- Theatrical release poster
- Directed by: Herschell Gordon Lewis
- Screenplay by: James McGinn Seymour Zolotareff Herschell Gordon Lewis
- Story by: James McGinn
- Produced by: Herschell Gordon Lewis David F. Friedman Lewis Preston Collins
- Starring: William Kerwin Harvey Korman Danica d'Hondt
- Narrated by: Herschell Gordon Lewis
- Cinematography: Arthur Haug
- Edited by: E.K. Hathorn
- Music by: Martin Rubenstein
- Production companies: Mid-Continent Films, Inc.
- Distributed by: State Rights
- Release date: February 1961;
- Running time: 74 minutes
- Country: United States
- Language: English

= Living Venus =

Living Venus is a 1961 exploitation film loosely based on the life of Playboy magazine founder Hugh Hefner. Marking the directorial debut of Herschell Gordon Lewis, the film stars frequent Lewis collaborators William Kerwin as unscrupulous magazine editor John V. Norwall and Harvey Korman as photographer Ken Carter.

== Plot ==
John V. Norwall, editor of Newlywed magazine, enlists up-and-coming photographer Ken Carter to shoot a cover for the periodical. The resulting image of a couple being chased by a gunman angers the magazine's publisher, who fires John. The disgraced editor resolves to establish his own magazine, Pagan, where he can enjoy greater editorial freedom.

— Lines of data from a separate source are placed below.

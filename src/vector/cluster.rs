use tracing::{debug, info};

use super::kmeans::kmeans;
use super::{distinct_rows, TfidfVectorizer};
use crate::article::Article;
use crate::config::PipelineConfig;
use crate::text::frequent_terms;
use crate::topic::TopicSkeleton;
use crate::TARGET_CLUSTER;

/// Clusters articles into topic skeletons and drops clusters whose size falls
/// outside the configured article-count bounds.
///
/// A degenerate input (fewer than two articles, or no shared vocabulary) yields
/// a single topic holding every article. Only the single-article topic skips
/// the size bounds.
pub fn cluster(articles: &[Article], config: &PipelineConfig) -> Vec<TopicSkeleton> {
    let (skeletons, unclustered) = partition(articles, config);
    if unclustered {
        return skeletons;
    }

    let before = skeletons.len();
    let kept: Vec<TopicSkeleton> = skeletons
        .into_iter()
        .filter(|skeleton| {
            let count = skeleton.member_articles.len();
            let keep =
                count >= config.min_articles_per_topic && count <= config.max_articles_per_topic;
            if !keep {
                debug!(
                    target: TARGET_CLUSTER,
                    "Discarding cluster {} with {} articles", skeleton.id, count
                );
            }
            keep
        })
        .collect();

    info!(
        target: TARGET_CLUSTER,
        "Kept {} of {} clusters within [{}, {}] articles",
        kept.len(),
        before,
        config.min_articles_per_topic,
        config.max_articles_per_topic
    );
    kept
}

/// Splits every article into exactly one cluster, without size filtering.
///
/// Returns the clusters and whether there were too few articles to cluster at all.
pub fn partition(articles: &[Article], config: &PipelineConfig) -> (Vec<TopicSkeleton>, bool) {
    if articles.is_empty() {
        return (Vec::new(), false);
    }

    let texts: Vec<String> = articles.iter().map(Article::cluster_text).collect();
    if texts.len() < 2 {
        info!(target: TARGET_CLUSTER, "Too few articles to cluster, using a single topic");
        return (vec![single_topic(articles, &texts, config)], true);
    }

    let vectorizer = TfidfVectorizer::new(config.min_df, config.max_df, config.max_vocabulary);
    let Some(matrix) = vectorizer.fit_transform(&texts) else {
        info!(
            target: TARGET_CLUSTER,
            "No shared vocabulary across {} articles, using a single topic",
            articles.len()
        );
        return (vec![single_topic(articles, &texts, config)], false);
    };

    let unmatched = matrix.rows.iter().filter(|row| row.is_empty()).count();
    if unmatched > 0 {
        debug!(
            target: TARGET_CLUSTER,
            "{} articles share no vocabulary with the rest", unmatched
        );
    }

    let k = cluster_count(articles.len(), config.min_articles_per_topic)
        .min(distinct_rows(&matrix.rows))
        .max(1);
    let result = kmeans(&matrix.rows, matrix.vocabulary.len(), k, config.kmeans_seed);
    debug!(
        target: TARGET_CLUSTER,
        "k-means with k={} settled after {} iterations", k, result.iterations
    );

    let mut members: Vec<Vec<Article>> = vec![Vec::new(); k];
    for (article, label) in articles.iter().zip(&result.labels) {
        members[*label].push(article.clone());
    }

    let skeletons = members
        .into_iter()
        .zip(&result.centroids)
        .enumerate()
        .filter(|(_, (member_articles, _))| !member_articles.is_empty())
        .map(|(id, (member_articles, centroid))| TopicSkeleton {
            id,
            member_articles,
            dominant_terms: top_terms(centroid, &matrix.vocabulary, config.dominant_term_count),
        })
        .collect();

    (skeletons, false)
}

/// `clamp(max(3, n / 5), 3, 10)`, further limited so every cluster can reach
/// the minimum topic size.
pub fn cluster_count(article_count: usize, min_articles_per_topic: usize) -> usize {
    let k = (article_count / 5).clamp(3, 10);
    let reachable = (article_count / min_articles_per_topic.max(1)).max(1);
    k.min(reachable)
}

/// Vocabulary terms ordered by centroid weight, descending; zero weights are skipped.
fn top_terms(centroid: &[f64], vocabulary: &[String], limit: usize) -> Vec<String> {
    let mut weighted: Vec<(usize, f64)> = centroid
        .iter()
        .copied()
        .enumerate()
        .filter(|(_, weight)| *weight > 0.0)
        .collect();
    weighted.sort_by(|a, b| b.1.total_cmp(&a.1).then(a.0.cmp(&b.0)));
    weighted
        .into_iter()
        .take(limit)
        .filter_map(|(index, _)| vocabulary.get(index).cloned())
        .collect()
}

fn single_topic(articles: &[Article], texts: &[String], config: &PipelineConfig) -> TopicSkeleton {
    TopicSkeleton {
        id: 0,
        member_articles: articles.to_vec(),
        dominant_terms: frequent_terms(texts, config.dominant_term_count),
    }
}
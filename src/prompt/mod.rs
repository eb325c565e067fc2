// Declare submodules
mod common;
mod synthesis;

pub use common::*;
pub use synthesis::section_synthesis_prompt;
use super::*;
use anyhow::anyhow;
use chrono::TimeZone;
use futures::future::BoxFuture;
use std::collections::HashSet;
use std::time::Duration;

use crate::llm::NullCompleter;
use crate::record::SectionProvenance;
use crate::synthesis::{TemplateKind, MAX_META_DESCRIPTION_CHARS, MAX_TITLE_CHARS};
use crate::topic::Polarity;

struct FailingCompleter;

impl TextCompleter for FailingCompleter {
    fn name(&self) -> &str {
        "failing"
    }

    fn complete<'a>(
        &'a self,
        _prompt: &'a str,
        _max_tokens: u32,
    ) -> BoxFuture<'a, anyhow::Result<String>> {
        Box::pin(async { Err::<String, _>(anyhow!("service unavailable")) })
    }
}

/// Answers after a prompt-dependent delay so topics finish out of order.
struct EchoCompleter;

impl TextCompleter for EchoCompleter {
    fn name(&self) -> &str {
        "echo"
    }

    fn complete<'a>(
        &'a self,
        prompt: &'a str,
        _max_tokens: u32,
    ) -> BoxFuture<'a, anyhow::Result<String>> {
        Box::pin(async move {
            tokio::time::sleep(Duration::from_millis((prompt.len() % 7) as u64)).await;
            Ok::<_, anyhow::Error>(format!("Echo of a {} character prompt.", prompt.len()))
        })
    }
}

fn now() -> DateTime<Utc> {
    Utc.with_ymd_and_hms(2025, 3, 14, 12, 0, 0).unwrap()
}

fn config() -> PipelineConfig {
    let mut config = PipelineConfig::default();
    config.synthesis.template_seed = Some(7);
    config
}

fn pipeline(config: PipelineConfig, completer: Arc<dyn TextCompleter>) -> Pipeline {
    Pipeline::new(config, completer).unwrap()
}

fn article(id: usize, title: &str, source: &str, summary: &str) -> Article {
    Article::new(title, format!("https://news.test/{id}"), source, summary).with_published_at(now())
}

/// Three groups of six articles, three sources each.
fn mixed_corpus() -> Vec<Article> {
    let sources = ["Wire A", "Wire B", "Wire C"];
    let groups = [
        ("Quantum processor milestone", "Quantum processor qubits error correction lab"),
        ("Electric vehicle battery plant", "Electric vehicle battery factory charging network"),
        ("Ransomware attack hospital", "Ransomware attack hospital systems security breach"),
    ];
    let mut articles = Vec::new();
    for (g, (title, summary)) in groups.iter().enumerate() {
        for i in 0..6 {
            let id = g * 6 + i;
            articles.push(article(id, &format!("{title} {i}"), sources[i % 3], summary));
        }
    }
    articles
}

#[test]
fn test_invalid_config_is_rejected() {
    let mut bad = config();
    bad.max_topics = 0;
    assert!(Pipeline::new(bad, Arc::new(NullCompleter)).is_err());
}

#[tokio::test]
async fn test_scenario_a_ai_in_healthcare() {
    let articles = vec![
        article(
            1,
            "AI helps doctors diagnose cancer earlier",
            "Health Daily",
            "Hospitals report great success as machine learning AI improves diagnosis accuracy for patients.",
        ),
        article(
            2,
            "Machine learning AI improves hospital care",
            "Med Tech News",
            "Doctors praise the AI system, which helps hospitals deliver excellent care to patients.",
        ),
        article(
            3,
            "Hospitals celebrate AI diagnosis breakthrough",
            "Care Weekly",
            "A promising machine learning AI helps doctors improve patient outcomes with impressive accuracy.",
        ),
    ];
    let p = pipeline(config(), Arc::new(NullCompleter));
    let topics = p.process_topics(&articles, now());

    assert_eq!(topics.len(), 1);
    let topic = &topics[0];
    assert_eq!(topic.member_count(), 3);
    assert_eq!(topic.sentiment.overall, Polarity::Positive);
    assert!(topic.relevance_score > 0.5);

    let output = p.run_at(&articles, now()).await;
    assert_eq!(output.articles.len(), 1);
    assert_eq!(output.articles[0].category, "technology_ai");
    assert_eq!(output.articles[0].template_used, TemplateKind::Analysis);
}

#[test]
fn test_scenario_b_missing_url_is_dropped() {
    let mut nameless = article(1, "Chip shortage eases", "Wire", "Supply improves.");
    nameless.url = String::new();
    let valid = article(2, "Chip shortage eases further", "Wire", "Supply improves again.");
    let input = vec![nameless, valid];

    assert_eq!(dedupe(&input).len(), 1);

    let mut lenient = config();
    lenient.min_topic_relevance = 0.0;
    let topics = pipeline(lenient, Arc::new(NullCompleter)).process_topics(&input, now());
    assert_eq!(topics.len(), 1);
    assert_eq!(topics[0].member_articles[0].url, "https://news.test/2");
}

#[tokio::test]
async fn test_scenario_c_single_article() {
    let articles = vec![article(
        1,
        "Open source database adds vector search",
        "Dev Journal",
        "The project shipped vector indexes in its latest release. Early users report faster similarity queries.",
    )];
    let mut lenient = config();
    lenient.min_topic_relevance = 0.0;
    let output = pipeline(lenient, Arc::new(NullCompleter))
        .run_at(&articles, now())
        .await;

    assert_eq!(output.topics.len(), 1);
    assert_eq!(output.topics[0].member_articles, articles);
    assert!(!output.topics[0].dominant_terms.is_empty());

    let record = &output.articles[0];
    assert!(!record.title.is_empty());
    assert!(record.title.chars().count() <= MAX_TITLE_CHARS);
    assert!(!record.content.is_empty());
    assert_eq!(
        record.sections,
        vec![SectionProvenance::Extractive, SectionProvenance::Generic]
    );
    assert_eq!(record.template_used, TemplateKind::DeepDive);
}

#[tokio::test]
async fn test_scenario_d_dominant_group_is_a_news_roundup() {
    let mut articles: Vec<Article> = (0..11)
        .map(|i| {
            article(
                i,
                "Chipmakers expand semiconductor fabrication capacity",
                &format!("Source {}", i % 5),
                "New semiconductor fabs raise wafer output across several regions.",
            )
        })
        .collect();
    articles.push(article(
        11,
        "Gardening club hosts tomato festival",
        "Local Herald",
        "Volunteers grew heirloom varieties this summer.",
    ));

    // Terms shared by the whole group sit in 11 of 12 documents, above the
    // default 0.8 document-frequency ceiling, so it is lifted. The identical
    // group texts leave two distinct rows, which caps k at two.
    let mut wide = config();
    wide.max_df = 1.0;
    let output = pipeline(wide, Arc::new(NullCompleter))
        .run_at(&articles, now())
        .await;

    assert_eq!(output.topics.len(), 1);
    assert_eq!(output.topics[0].member_count(), 11);
    assert_eq!(output.articles[0].template_used, TemplateKind::NewsRoundup);
}

#[tokio::test]
async fn test_failing_language_model_still_yields_records() {
    let articles = mixed_corpus();
    let output = pipeline(config(), Arc::new(FailingCompleter))
        .run_at(&articles, now())
        .await;

    assert_eq!(output.topics.len(), 3);
    assert_eq!(output.articles.len(), output.topics.len());
    for record in &output.articles {
        assert!(!record.content.is_empty());
        assert!(record.is_degraded());
        assert!(record
            .sections
            .iter()
            .all(|s| *s == SectionProvenance::Extractive));
    }
}

#[tokio::test]
async fn test_records_follow_ranked_order() {
    let articles = mixed_corpus();
    let mut concurrent = config();
    concurrent.synthesis.concurrency = 3;
    let output = pipeline(concurrent, Arc::new(EchoCompleter))
        .run_at(&articles, now())
        .await;

    assert!(!output.topics.is_empty());
    let ids: Vec<usize> = output.topics.iter().map(|t| t.id).collect();
    let record_ids: Vec<usize> = output.articles.iter().map(|r| r.source_topic.id).collect();
    assert_eq!(ids, record_ids);
    assert!(output
        .topics
        .windows(2)
        .all(|w| w[0].relevance_score >= w[1].relevance_score));
    for record in &output.articles {
        assert!(record
            .sections
            .iter()
            .all(|s| *s == SectionProvenance::Generated));
        assert!(record.content.contains("Echo of a"));
    }
}

#[tokio::test]
async fn test_bounds_hold_for_every_record() {
    let articles = mixed_corpus();
    let output = pipeline(config(), Arc::new(NullCompleter))
        .run_at(&articles, now())
        .await;

    let mut urls = HashSet::new();
    for topic in &output.topics {
        assert!((0.0..=1.0).contains(&topic.relevance_score));
        for member in &topic.member_articles {
            assert!(urls.insert(member.url.clone()));
        }
    }
    for record in &output.articles {
        assert!(record.title.chars().count() <= MAX_TITLE_CHARS);
        assert!(record.meta_description.chars().count() <= MAX_META_DESCRIPTION_CHARS);
        assert_eq!(record.generated_at, now());
    }
}

#[tokio::test]
async fn test_fixed_seed_is_reproducible() {
    let articles = mixed_corpus();
    let p = pipeline(config(), Arc::new(NullCompleter));
    let first = p.run_at(&articles, now()).await;
    let second = p.run_at(&articles, now()).await;
    assert_eq!(first.articles, second.articles);
}

#[tokio::test]
async fn test_all_filtered_out_is_empty_not_an_error() {
    let articles = mixed_corpus();
    let mut strict = config();
    strict.min_topic_relevance = 0.99;
    let output = pipeline(strict, Arc::new(NullCompleter))
        .run_at(&articles, now())
        .await;
    assert!(output.topics.is_empty());
    assert!(output.articles.is_empty());
}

At home, John rebuffs his fiancée Diane after she insists that the couple be married immediately. He then drunkenly steals a Venus de Milo statuette from an antique shop, hoping to use it as inspiration for his new magazine. John notes the resemblance between his statuette and Peggy Brandon, his waitress at a bar, and invites her to model for his magazine as "The Living Venus". He and Ken take softcore erotic photographs of Peggy and use these images in attempt to attract investors to the new publication. When they are unsuccessful, they pawn off Ken's camera to purchase a new typewriter. The two secure additional funding from Max Stein, a publisher with a shady reputation, and are granted further financing upon the success of the magazine's first issue.

As John is getting Pagan off the ground, he receives a call from Diane, imploring him to come to the wedding that she has planned for that weekend. When he fails to appear, Diane and her father confront John at his apartment, resulting in an altercation between the two men. John attempts to begin an affair with Peggy, who is also being pursued by Ken. When Peggy informs him that Ken has proposed to her, John offers his own marriage proposal and hires photographer Geoffrey Page to replace Ken at the magazine. John persuades Peggy to retire from modelling and serve Pagan as a “promotions manager”, seducing clients into buying advertising. Peggy is reluctant to perform this role and soon becomes dependent on alcohol.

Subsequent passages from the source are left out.